Mortal Scream (Harbingers of Death Book 1)
Page 8
“Why isn’t Raven in here?” I demanded of the guards. She was the real threat. She’d proved it yet again with that pitch.
The guards didn’t respond, but the doc returned so fast that I suspected he might also have superpowers. “Raven?”
“Yeah. The one who threw the rock that did that,” I tried vainly to swing an arm at the waking giant, “and tried to suffocate me in my sleep last night. Shouldn’t she be strapped to a bed? Going around trying to murder people right and left is pretty psychotic if you ask me.” I didn’t mention the reason I had been tossed in this place.
The doc picked up his pad, forgetting entirely about poor Bertha, who tossed and turned with piteous whimpers. She’d be conscious soon. “Tell me more about last night and your contention with your roommate. Does this have to do with your dream?”
Was he saying I provoked my ‘roommate’? It’s not like I could help having the fucked-up nightmare. I didn’t want this as much as my cellie didn’t want me.
This stupid screaming issue isn’t a picnic for me either, sister.

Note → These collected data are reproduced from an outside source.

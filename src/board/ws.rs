use std::pin::Pin;
use std::sync::{Arc, Mutex};
use std::time::Duration;

use async_trait::async_trait;
use futures::{Sink, SinkExt, Stream, StreamExt};
use retroboard_common::{RetroId, SessionState};
use serde::{Deserialize, Serialize};
use tokio::sync::{broadcast, mpsc, watch};
use tokio::task::JoinHandle;
use tokio_util::sync::CancellationToken;
use tracing::{debug, info, warn};

use crate::errors::SyncError;

/// Events buffered per subscriber before it starts lagging.
const EVENT_CAPACITY: usize = 256;

/// Outbound intents waiting for the driver.
const OUTBOUND_CAPACITY: usize = 64;

// ── Wire message types ───────────────────────────────────────────────

/// Inbound server push.
#[derive(Debug, Clone, PartialEq, Eq, Serialize, Deserialize)]
#[serde(tag = "type")]
pub enum ServerEvent {
    /// Full replacement of a retro's session state.
    #[serde(rename = "retro_update", rename_all = "camelCase")]
    RetroUpdate {
        #[serde(alias = "retro_id")]
        retro_id: RetroId,
        data: SessionState,
    },
    #[serde(rename = "retro_delete", rename_all = "camelCase")]
    RetroDelete {
        #[serde(alias = "retro_id")]
        retro_id: RetroId,
    },
    #[serde(other)]
    Unknown,
}

/// Outbound client intent.
#[derive(Debug, Clone, PartialEq, Eq, Serialize, Deserialize)]
#[serde(tag = "type", rename_all = "snake_case")]
pub enum ClientIntent {
    JoinRetro { retro_id: RetroId },
    LeaveRetro { retro_id: RetroId },
}

/// Decode one inbound text frame.
///
/// Frames that are not JSON objects or carry no string `type` are errors;
/// unrecognised tags decode to [`ServerEvent::Unknown`].
pub fn parse_server_event(frame: &str) -> Result<ServerEvent, SyncError> {
    let value: serde_json::Value =
        serde_json::from_str(frame).map_err(|e| SyncError::Malformed(e.to_string()))?;
    let Some(tag) = value.get("type").and_then(|t| t.as_str()) else {
        return Err(SyncError::MissingType);
    };
    let tag = tag.to_string();
    let event: ServerEvent = serde_json::from_value(value)
        .map_err(|e| SyncError::Malformed(format!("{tag}: {e}")))?;
    if event == ServerEvent::Unknown {
        debug!(tag = %tag, "ignoring unrecognised server event");
    }
    Ok(event)
}

/// What subscribers of a [`SyncChannel`] receive.
#[derive(Debug, Clone, PartialEq, Eq)]
pub enum ChannelEvent {
    Server(ServerEvent),
    /// A connection was established. `resumed` is set on every connection
    /// after the first, when subscribers may have missed pushes.
    Connected { resumed: bool },
}

#[derive(Debug, Clone, Copy, PartialEq, Eq)]
pub enum ConnectionState {
    Connecting,
    Connected,
    Disconnected,
    Closed,
}

impl std::fmt::Display for ConnectionState {
    fn fmt(&self, f: &mut std::fmt::Formatter<'_>) -> std::fmt::Result {
        let label = match self {
            ConnectionState::Connecting => "connecting",
            ConnectionState::Connected => "connected",
            ConnectionState::Disconnected => "disconnected",
            ConnectionState::Closed => "closed",
        };
        f.write_str(label)
    }
}

// ── Transport seam ───────────────────────────────────────────────────

pub type FrameSink = Pin<Box<dyn Sink<String, Error = SyncError> + Send>>;
pub type FrameStream = Pin<Box<dyn Stream<Item = Result<String, SyncError>> + Send>>;

/// Opens one text-frame connection to the sync endpoint.
/// Real implementation: `WsConnector`.
#[async_trait]
pub trait Connector: Send + Sync {
    async fn connect(&self) -> Result<(FrameSink, FrameStream), SyncError>;
}

/// Floor for the reconnect delay, so a zero base cannot spin the driver.
pub const MIN_RECONNECT_DELAY: Duration = Duration::from_millis(1);

/// Exponential backoff between connection attempts.
#[derive(Debug, Clone, Copy, PartialEq, Eq)]
pub struct ReconnectPolicy {
    pub base: Duration,
    pub ceiling: Duration,
}

impl Default for ReconnectPolicy {
    fn default() -> Self {
        Self {
            base: Duration::from_millis(500),
            ceiling: Duration::from_secs(30),
        }
    }
}

impl ReconnectPolicy {
    /// Delay before retry number `attempt` (zero-based). Never below
    /// [`MIN_RECONNECT_DELAY`], whatever the configured base.
    pub fn delay_for(&self, attempt: u32) -> Duration {
        let base = self.base.max(MIN_RECONNECT_DELAY);
        1u32.checked_shl(attempt)
            .and_then(|factor| base.checked_mul(factor))
            .unwrap_or(self.ceiling)
            .min(self.ceiling)
            .max(MIN_RECONNECT_DELAY)
    }
}

// ── Channel ──────────────────────────────────────────────────────────

/// Process-wide realtime connection.
///
/// A single driver task owns the transport. Views subscribe to
/// [`ChannelEvent`]s and detach by dropping their receiver; the connection
/// outlives any one view.
pub struct SyncChannel {
    events: broadcast::Sender<ChannelEvent>,
    outbound: mpsc::Sender<String>,
    state: watch::Receiver<ConnectionState>,
    shutdown: CancellationToken,
    driver: Mutex<Option<JoinHandle<()>>>,
}

impl SyncChannel {
    pub fn spawn(connector: Arc<dyn Connector>, policy: ReconnectPolicy) -> Self {
        let (events, _) = broadcast::channel(EVENT_CAPACITY);
        let (outbound, outbound_rx) = mpsc::channel(OUTBOUND_CAPACITY);
        let (state_tx, state) = watch::channel(ConnectionState::Connecting);
        let shutdown = CancellationToken::new();

        let driver = Driver {
            connector,
            policy,
            events: events.clone(),
            state: state_tx,
            outbound: outbound_rx,
            shutdown: shutdown.clone(),
        };
        let handle = tokio::spawn(driver.run());

        Self {
            events,
            outbound,
            state,
            shutdown,
            driver: Mutex::new(Some(handle)),
        }
    }

    pub fn subscribe(&self) -> broadcast::Receiver<ChannelEvent> {
        self.events.subscribe()
    }

    pub fn state(&self) -> ConnectionState {
        *self.state.borrow()
    }

    pub fn watch_state(&self) -> watch::Receiver<ConnectionState> {
        self.state.clone()
    }

    /// Queue an intent on the live connection.
    ///
    /// Intents are never held across a disconnect: this fails with
    /// [`SyncError::NotConnected`] unless a connection is up right now.
    pub fn send(&self, intent: &ClientIntent) -> Result<(), SyncError> {
        match self.state() {
            ConnectionState::Connected => {}
            ConnectionState::Closed => return Err(SyncError::Closed),
            _ => return Err(SyncError::NotConnected),
        }
        let frame = serde_json::to_string(intent)?;
        self.outbound.try_send(frame).map_err(|e| match e {
            mpsc::error::TrySendError::Full(_) => SyncError::NotConnected,
            mpsc::error::TrySendError::Closed(_) => SyncError::Closed,
        })
    }

    /// Stop the driver and wait for it to finish.
    pub async fn close(&self) {
        self.shutdown.cancel();
        let handle = self
            .driver
            .lock()
            .unwrap_or_else(|poisoned| poisoned.into_inner())
            .take();
        if let Some(handle) = handle {
            let _ = handle.await;
        }
    }
}

impl Drop for SyncChannel {
    fn drop(&mut self) {
        self.shutdown.cancel();
    }
}

enum PumpExit {
    Shutdown,
    Dropped(SyncError),
}

struct Driver {
    connector: Arc<dyn Connector>,
    policy: ReconnectPolicy,
    events: broadcast::Sender<ChannelEvent>,
    state: watch::Sender<ConnectionState>,
    outbound: mpsc::Receiver<String>,
    shutdown: CancellationToken,
}

impl Driver {
    async fn run(mut self) {
        let mut attempt: u32 = 0;
        let mut connected_before = false;

        loop {
            self.state.send_replace(ConnectionState::Connecting);
            let connection = tokio::select! {
                _ = self.shutdown.cancelled() => break,
                result = self.connector.connect() => result,
            };

            match connection {
                Ok((sink, stream)) => {
                    attempt = 0;
                    self.discard_stale_intents();
                    self.state.send_replace(ConnectionState::Connected);
                    info!(resumed = connected_before, "sync channel connected");
                    let _ = self.events.send(ChannelEvent::Connected {
                        resumed: connected_before,
                    });
                    connected_before = true;

                    match self.pump(sink, stream).await {
                        PumpExit::Shutdown => break,
                        PumpExit::Dropped(reason) => {
                            warn!(error = %reason, "sync channel dropped");
                        }
                    }
                }
                Err(err) => {
                    warn!(error = %err, attempt, "sync channel connect failed");
                }
            }

            self.state.send_replace(ConnectionState::Disconnected);
            let delay = self.policy.delay_for(attempt);
            attempt = attempt.saturating_add(1);
            debug!(delay_ms = delay.as_millis() as u64, "reconnecting after backoff");
            tokio::select! {
                _ = self.shutdown.cancelled() => break,
                _ = tokio::time::sleep(delay) => {}
            }
        }

        self.state.send_replace(ConnectionState::Closed);
        info!("sync channel closed");
    }

    fn discard_stale_intents(&mut self) {
        let mut dropped = 0usize;
        while self.outbound.try_recv().is_ok() {
            dropped += 1;
        }
        if dropped > 0 {
            debug!(dropped, "discarded intents queued before reconnect");
        }
    }

    async fn pump(&mut self, mut sink: FrameSink, mut stream: FrameStream) -> PumpExit {
        loop {
            tokio::select! {
                _ = self.shutdown.cancelled() => {
                    let _ = sink.close().await;
                    return PumpExit::Shutdown;
                }

                frame = self.outbound.recv() => {
                    let Some(frame) = frame else {
                        let _ = sink.close().await;
                        return PumpExit::Shutdown;
                    };
                    if let Err(err) = sink.send(frame).await {
                        return PumpExit::Dropped(err);
                    }
                }

                inbound = stream.next() => match inbound {
                    Some(Ok(text)) => match parse_server_event(&text) {
                        Ok(ServerEvent::Unknown) => {}
                        Ok(event) => {
                            let _ = self.events.send(ChannelEvent::Server(event));
                        }
                        // The server greets each connection with an untyped frame.
                        Err(SyncError::MissingType) => debug!("dropping untyped frame"),
                        Err(err) => warn!(error = %err, "dropping inbound frame"),
                    },
                    Some(Err(err)) => return PumpExit::Dropped(err),
                    None => return PumpExit::Dropped(SyncError::Closed),
                },
            }
        }
    }
}

// ── Tests ────────────────────────────────────────────────────────────
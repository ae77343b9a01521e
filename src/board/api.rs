use std::time::Duration;

use async_trait::async_trait;
use reqwest::{Method, RequestBuilder};
use retroboard_common::{PostIt, PostItId, QuestionId, Retro, RetroId, Template, TemplateId};
use serde::de::DeserializeOwned;
use serde::{Deserialize, Serialize};
use tracing::debug;

use crate::credentials::Credentials;
use crate::errors::ClientError;

// ── Request payload types ─────────────────────────────────────────────

#[derive(Debug, Clone, PartialEq, Eq, Serialize)]
pub struct NewTemplate {
    pub name: String,
    pub questions: Vec<String>,
}

impl NewTemplate {
    /// Blank questions are dropped; at least one must remain.
    pub fn new(name: &str, questions: &[String]) -> Result<Self, ClientError> {
        let name = name.trim();
        if name.is_empty() {
            return Err(ClientError::BadRequest("template name is empty".into()));
        }
        let questions: Vec<String> = questions
            .iter()
            .map(|q| q.trim())
            .filter(|q| !q.is_empty())
            .map(str::to_string)
            .collect();
        if questions.is_empty() {
            return Err(ClientError::BadRequest(
                "a template needs at least one question".into(),
            ));
        }
        Ok(Self {
            name: name.to_string(),
            questions,
        })
    }
}

#[derive(Debug, Clone, PartialEq, Eq, Serialize)]
pub struct NewRetro {
    pub name: String,
    pub template_id: TemplateId,
}

impl NewRetro {
    pub fn new(name: &str, template_id: TemplateId) -> Result<Self, ClientError> {
        let name = name.trim();
        if name.is_empty() {
            return Err(ClientError::BadRequest("retro name is empty".into()));
        }
        Ok(Self {
            name: name.to_string(),
            template_id,
        })
    }
}

#[derive(Debug, Clone, PartialEq, Eq, Serialize)]
pub struct NewPostIt {
    pub question_id: QuestionId,
    pub content: String,
    pub hidden: bool,
}

#[derive(Debug, Clone, PartialEq, Eq, Serialize)]
pub struct PostItUpdate {
    pub content: String,
    pub hidden: bool,
}

/// Server-side tally after a vote.
#[derive(Debug, Clone, Copy, PartialEq, Eq, Deserialize)]
pub struct VoteReceipt {
    pub votes: u32,
}

#[derive(Serialize)]
struct AuthRequest<'a> {
    username: &'a str,
    password: &'a str,
}

/// Every backend response is wrapped as `{code, msg, data}`.
#[derive(Deserialize)]
struct Envelope<T> {
    #[serde(default)]
    msg: String,
    data: Option<T>,
}

// ── Trait ─────────────────────────────────────────────────────────────

/// The board backend's REST surface.
#[async_trait]
pub trait RetroApi: Send + Sync {
    async fn list_templates(&self) -> Result<Vec<Template>, ClientError>;
    async fn get_template(&self, id: &TemplateId) -> Result<Template, ClientError>;
    async fn create_template(&self, template: &NewTemplate) -> Result<Template, ClientError>;
    async fn delete_template(&self, id: &TemplateId) -> Result<(), ClientError>;

    async fn list_retros(&self) -> Result<Vec<Retro>, ClientError>;
    async fn get_retro(&self, id: &RetroId) -> Result<Retro, ClientError>;
    async fn create_retro(&self, retro: &NewRetro) -> Result<Retro, ClientError>;
    async fn delete_retro(&self, id: &RetroId) -> Result<(), ClientError>;

    async fn create_post_it(&self, post_it: &NewPostIt) -> Result<PostIt, ClientError>;
    async fn update_post_it(&self, id: &PostItId, update: &PostItUpdate) -> Result<(), ClientError>;
    async fn delete_post_it(&self, id: &PostItId) -> Result<(), ClientError>;
    async fn vote_post_it(&self, id: &PostItId) -> Result<VoteReceipt, ClientError>;
}

// ── HTTP implementation ───────────────────────────────────────────────

pub const DEFAULT_TIMEOUT: Duration = Duration::from_secs(10);

/// `RetroApi` over HTTP with a bearer token.
#[derive(Debug, Clone)]
pub struct HttpRetroApi {
    client: reqwest::Client,
    base_url: String,
    token: Option<String>,
}

impl HttpRetroApi {
    pub fn new(base_url: &str, timeout: Duration) -> Result<Self, ClientError> {
        let base_url = base_url.trim_end_matches('/').to_string();
        let client = reqwest::Client::builder()
            .timeout(timeout)
            .build()
            .map_err(|source| ClientError::Transport {
                url: base_url.clone(),
                source,
            })?;
        Ok(Self {
            client,
            base_url,
            token: None,
        })
    }

    pub fn with_token(mut self, token: impl Into<String>) -> Self {
        self.token = Some(token.into());
        self
    }

    fn request(&self, method: Method, path: &str) -> RequestBuilder {
        let builder = self
            .client
            .request(method, format!("{}{}", self.base_url, path));
        match &self.token {
            Some(token) => builder.bearer_auth(token),
            None => builder,
        }
    }

    /// Send a request and unwrap the response envelope.
    /// `Ok(None)` when the server answered with an empty body or no `data`.
    async fn execute<T: DeserializeOwned>(
        &self,
        builder: RequestBuilder,
        method: Method,
        path: &str,
    ) -> Result<Option<T>, ClientError> {
        let url = format!("{}{}", self.base_url, path);
        debug!(method = %method, %url, "api request");

        let response = builder
            .send()
            .await
            .map_err(|source| ClientError::Transport {
                url: url.clone(),
                source,
            })?;
        let status = response.status();
        let body = response
            .bytes()
            .await
            .map_err(|source| ClientError::Transport { url, source })?;

        if !status.is_success() {
            return Err(ClientError::Status {
                method: method.to_string(),
                path: path.to_string(),
                status: status.as_u16(),
                message: error_message(&body),
            });
        }
        if body.is_empty() {
            return Ok(None);
        }
        let envelope: Envelope<T> =
            serde_json::from_slice(&body).map_err(|e| ClientError::Decode {
                path: path.to_string(),
                message: e.to_string(),
            })?;
        Ok(envelope.data)
    }

    async fn fetch<T: DeserializeOwned>(&self, method: Method, path: &str) -> Result<T, ClientError> {
        let builder = self.request(method.clone(), path);
        self.execute(builder, method, path)
            .await?
            .ok_or_else(|| ClientError::EmptyResponse {
                path: path.to_string(),
            })
    }

    async fn send_json<B, T>(&self, method: Method, path: &str, body: &B) -> Result<T, ClientError>
    where
        B: Serialize + Sync + ?Sized,
        T: DeserializeOwned,
    {
        let builder = self.request(method.clone(), path).json(body);
        self.execute(builder, method, path)
            .await?
            .ok_or_else(|| ClientError::EmptyResponse {
                path: path.to_string(),
            })
    }

    /// Requests whose response body carries nothing the client needs.
    async fn send_unit<B>(&self, method: Method, path: &str, body: Option<&B>) -> Result<(), ClientError>
    where
        B: Serialize + Sync + ?Sized,
    {
        let mut builder = self.request(method.clone(), path);
        if let Some(body) = body {
            builder = builder.json(body);
        }
        self.execute::<serde_json::Value>(builder, method, path)
            .await
            .map(|_| ())
    }

    pub async fn login(&self, username: &str, password: &str) -> Result<Credentials, ClientError> {
        self.send_json(
            Method::POST,
            "/users/login",
            &AuthRequest { username, password },
        )
        .await
    }

    pub async fn signup(&self, username: &str, password: &str) -> Result<Credentials, ClientError> {
        self.send_json(
            Method::POST,
            "/users/signup",
            &AuthRequest { username, password },
        )
        .await
    }
}

/// Best-effort human message from an error body.
fn error_message(body: &[u8]) -> String {
    if let Ok(envelope) = serde_json::from_slice::<Envelope<serde_json::Value>>(body) {
        if !envelope.msg.is_empty() {
            return envelope.msg;
        }
    }
    let text = String::from_utf8_lossy(body).trim().to_string();
    if text.is_empty() {
        "no details".to_string()
    } else {
        text
    }
}

#[async_trait]
impl RetroApi for HttpRetroApi {
    async fn list_templates(&self) -> Result<Vec<Template>, ClientError> {
        let builder = self.request(Method::GET, "/templates");
        Ok(self
            .execute(builder, Method::GET, "/templates")
            .await?
            .unwrap_or_default())
    }

    async fn get_template(&self, id: &TemplateId) -> Result<Template, ClientError> {
        self.fetch(Method::GET, &format!("/templates/{id}")).await
    }

    async fn create_template(&self, template: &NewTemplate) -> Result<Template, ClientError> {
        self.send_json(Method::POST, "/templates", template).await
    }

    async fn delete_template(&self, id: &TemplateId) -> Result<(), ClientError> {
        self.send_unit::<()>(Method::DELETE, &format!("/templates/{id}"), None)
            .await
    }

    async fn list_retros(&self) -> Result<Vec<Retro>, ClientError> {
        let builder = self.request(Method::GET, "/retros");
        Ok(self
            .execute(builder, Method::GET, "/retros")
            .await?
            .unwrap_or_default())
    }

    async fn get_retro(&self, id: &RetroId) -> Result<Retro, ClientError> {
        self.fetch(Method::GET, &format!("/retros/{id}")).await
    }

    async fn create_retro(&self, retro: &NewRetro) -> Result<Retro, ClientError> {
        self.send_json(Method::POST, "/retros", retro).await
    }

    async fn delete_retro(&self, id: &RetroId) -> Result<(), ClientError> {
        self.send_unit::<()>(Method::DELETE, &format!("/retros/{id}"), None)
            .await
    }

    async fn create_post_it(&self, post_it: &NewPostIt) -> Result<PostIt, ClientError> {
        self.send_json(Method::POST, "/postits", post_it).await
    }

    async fn update_post_it(&self, id: &PostItId, update: &PostItUpdate) -> Result<(), ClientError> {
        self.send_unit(Method::PUT, &format!("/postits/{id}"), Some(update))
            .await
    }

    async fn delete_post_it(&self, id: &PostItId) -> Result<(), ClientError> {
        self.send_unit::<()>(Method::DELETE, &format!("/postits/{id}"), None)
            .await
    }

    async fn vote_post_it(&self, id: &PostItId) -> Result<VoteReceipt, ClientError> {
        self.fetch(Method::POST, &format!("/postits/{id}/vote")).await
    }
}

// ── Tests ─────────────────────────────────────────────────────────────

I jiggled my cuffs again, testing their restraint—again—and finding them incredibly effective as one might expect in a prison.
Information can be as useful as action. Use whatever opportunity you’re given to learn about your situation.
I looked at the doc with renewed interest. He knew everyone’s secrets in here, I’d bet. Maybe he could tell me more about who to befriend in order to survive—because obviously it wasn’t my cellie or Bertha.
“Miss Grey? Tell me about your interaction with Raven last night.”
◆◆◆
That girl looked like trouble from day one. Cole fumed as he stormed down the hallway, having left his girls in the yard with Waterford. He was a fairly new CO, but Cole was even newer—at least at this prison. Seke often assigned Cole to the guard position. It made sense to keep together, and when their majority was female, that left him keeping watch over the Trio of Terror.
He hadn’t liked the new girl lingering around Ember, Raven, and Jess. She raised his hackles. Did she suspect them?
Turns out she wasn’t suspicious; she was psychotic.
All the more reason to keep her locked up and away from his team. When he got overprotective, Ember reminded him that they had their own abilities for defense. Dangerous situations arose. Their job was literally to be plunked into the middle of a prepackaged clusterfuck: condensed areas, no means of escape, and a picking of only the scariest beings.
After them, of course.
Though, this new girl was turning out to be a piece of work. Her badass look had lured him into a false sense of security. He’d been confident that she was going to be the new inmate punching bag. Usually, badass was more about looking scary. Ember, Jess, and Raven were proof that you didn’t need to look like a badass to be capable of whatever needed to be done.
And what needed to be done wasn’t policing a young woman’s mental breakdowns.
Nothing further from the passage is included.